[Dataset entries]
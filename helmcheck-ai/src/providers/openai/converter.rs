//! Conversion between analysis requests and the chat completion format

use super::settings::ChatSettings;
use super::types::{
    OpenAIMessage, OpenAIRequest, OpenAIResponse, OpenAIResponseFormat, OpenAIStreamOptions,
};
use crate::protocol::{Request, Response, ResponseFormat, TokenUsage};
use crate::providers::error::{ProviderError, ProviderResult};
use std::collections::BTreeMap;
use std::fmt::Write;
use std::time::Duration;

/// Role and ground rules given to every backend
pub const SYSTEM_PROMPT: &str = "You are an expert DevOps engineer specializing in Kubernetes, Helm, and GitOps patterns. \
You provide detailed, accurate analysis of deployment configurations, identify potential issues, \
and suggest best practices. Always structure your responses clearly and provide actionable recommendations.";

/// How a backend is told to produce JSON
#[derive(Debug, Clone, Copy, PartialEq, Eq)]
pub enum JsonMode {
    /// `response_format: json_object` plus a prompt hint
    Native,
    /// Prompt hint only
    PromptOnly,
}

/// Render the request query and context as the user turn
pub fn render_user_message(request: &Request) -> String {
    let mut buf = String::new();
    buf.push_str(&request.query);
    buf.push_str("\n\n");

    let context = &request.context;
    let has_context = context.repository.is_some()
        || !context.detected_patterns.is_empty()
        || !context.helm_charts.is_empty()
        || !context.constraints.is_empty();

    if has_context {
        buf.push_str("## Context\n\n");

        if let Some(repo) = &context.repository {
            let _ = writeln!(buf, "Repository: {}/{}", repo.owner, repo.name);
            if !repo.branch.is_empty() {
                let _ = writeln!(buf, "Branch: {}", repo.branch);
            }
            if !repo.commit_sha.is_empty() {
                let _ = writeln!(buf, "Commit: {}", repo.commit_sha);
            }
            buf.push('\n');
        }

        if !context.detected_patterns.is_empty() {
            buf.push_str("### Detected GitOps Patterns:\n");
            for pattern in &context.detected_patterns {
                let _ = writeln!(
                    buf,
                    "- {} (v{}) at {}",
                    pattern.pattern_type, pattern.version, pattern.path
                );
            }
            buf.push('\n');
        }

        if !context.helm_charts.is_empty() {
            buf.push_str("### Helm Charts:\n");
            for chart in &context.helm_charts {
                let _ = writeln!(buf, "- {} (v{})", chart.name, chart.version);
                if chart.is_outdated() {
                    if let Some(latest) = &chart.latest_version {
                        let _ = writeln!(buf, "  Latest version: {}", latest);
                    }
                }
            }
            buf.push('\n');
        }

        if !context.constraints.is_empty() {
            buf.push_str("### Constraints:\n");
            for constraint in &context.constraints {
                let _ = writeln!(buf, "- {}", constraint);
            }
            buf.push('\n');
        }
    }

    match request.options.response_format {
        ResponseFormat::Json => buf.push_str("\nPlease respond in JSON format.\n"),
        ResponseFormat::Markdown => buf.push_str("\nPlease respond in Markdown format.\n"),
        ResponseFormat::Text => {}
    }

    buf
}

/// Build the chat completion body for `request`
pub fn to_openai_request(
    request: &Request,
    settings: &ChatSettings,
    json_mode: JsonMode,
    stream: bool,
) -> OpenAIRequest {
    let response_format = (json_mode == JsonMode::Native
        && request.options.response_format == ResponseFormat::Json)
        .then(OpenAIResponseFormat::json_object);

    OpenAIRequest {
        model: settings.model.clone(),
        messages: vec![
            OpenAIMessage::system(SYSTEM_PROMPT),
            OpenAIMessage::user(render_user_message(request)),
        ],
        temperature: Some(request.temperature.unwrap_or(settings.temperature)),
        max_tokens: Some(request.max_tokens.unwrap_or(settings.max_tokens)),
        stream: stream.then_some(true),
        stream_options: (stream && json_mode == JsonMode::Native).then_some(OpenAIStreamOptions {
            include_usage: Some(true),
        }),
        response_format,
        user: None,
    }
}

/// Convert a chat completion reply into a [`Response`]
pub fn from_openai_response(
    provider: &str,
    request: &Request,
    reply: OpenAIResponse,
    duration: Duration,
    cost: impl Fn(u64, u64) -> f64,
) -> ProviderResult<Response> {
    let choice = reply
        .choices
        .into_iter()
        .next()
        .ok_or_else(|| ProviderError::invalid_response(provider, "response contained no choices"))?;
    let content = choice
        .message
        .and_then(|m| m.content)
        .unwrap_or_default();

    let structured_data = match request.options.response_format {
        ResponseFormat::Json => serde_json::from_str::<serde_json::Value>(&content).ok(),
        _ => None,
    };
    let confidence = structured_data
        .as_ref()
        .and_then(|data| data.get("confidence"))
        .and_then(serde_json::Value::as_f64)
        .map(|c| c.clamp(0.0, 1.0))
        .unwrap_or(0.0);

    let usage = reply.usage.unwrap_or_default();
    let tokens_used = TokenUsage {
        prompt_tokens: usage.prompt_tokens,
        completion_tokens: usage.completion_tokens,
        total_tokens: usage.total_tokens,
        estimated_cost: cost(usage.prompt_tokens, usage.completion_tokens),
    };

    let mut metadata = BTreeMap::new();
    metadata.insert("model".to_string(), reply.model);
    metadata.insert(
        "finish_reason".to_string(),
        choice.finish_reason.unwrap_or_default(),
    );

    Ok(Response {
        id: request.id.clone(),
        content,
        structured_data,
        confidence,
        tokens_used,
        provider: provider.to_string(),
        duration,
        cached: false,
        metadata,
    })
}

YOUR INSTRUCTIONS: A word-for-word copy of the lines above from the one with "let content = choice" through the one with "let usage = reply.usage.unwrap_or_default();", inclusive, is the only output wanted.

EXERCISE ANSWER:
    let content = choice
        .message
        .and_then(|m| m.content)
        .unwrap_or_default();

    let structured_data = match request.options.response_format {
        ResponseFormat::Json => serde_json::from_str::<serde_json::Value>(&content).ok(),
        _ => None,
    };
    let confidence = structured_data
        .as_ref()
        .and_then(|data| data.get("confidence"))
        .and_then(serde_json::Value::as_f64)
        .map(|c| c.clamp(0.0, 1.0))
        .unwrap_or(0.0);

    let usage = reply.usage.unwrap_or_default();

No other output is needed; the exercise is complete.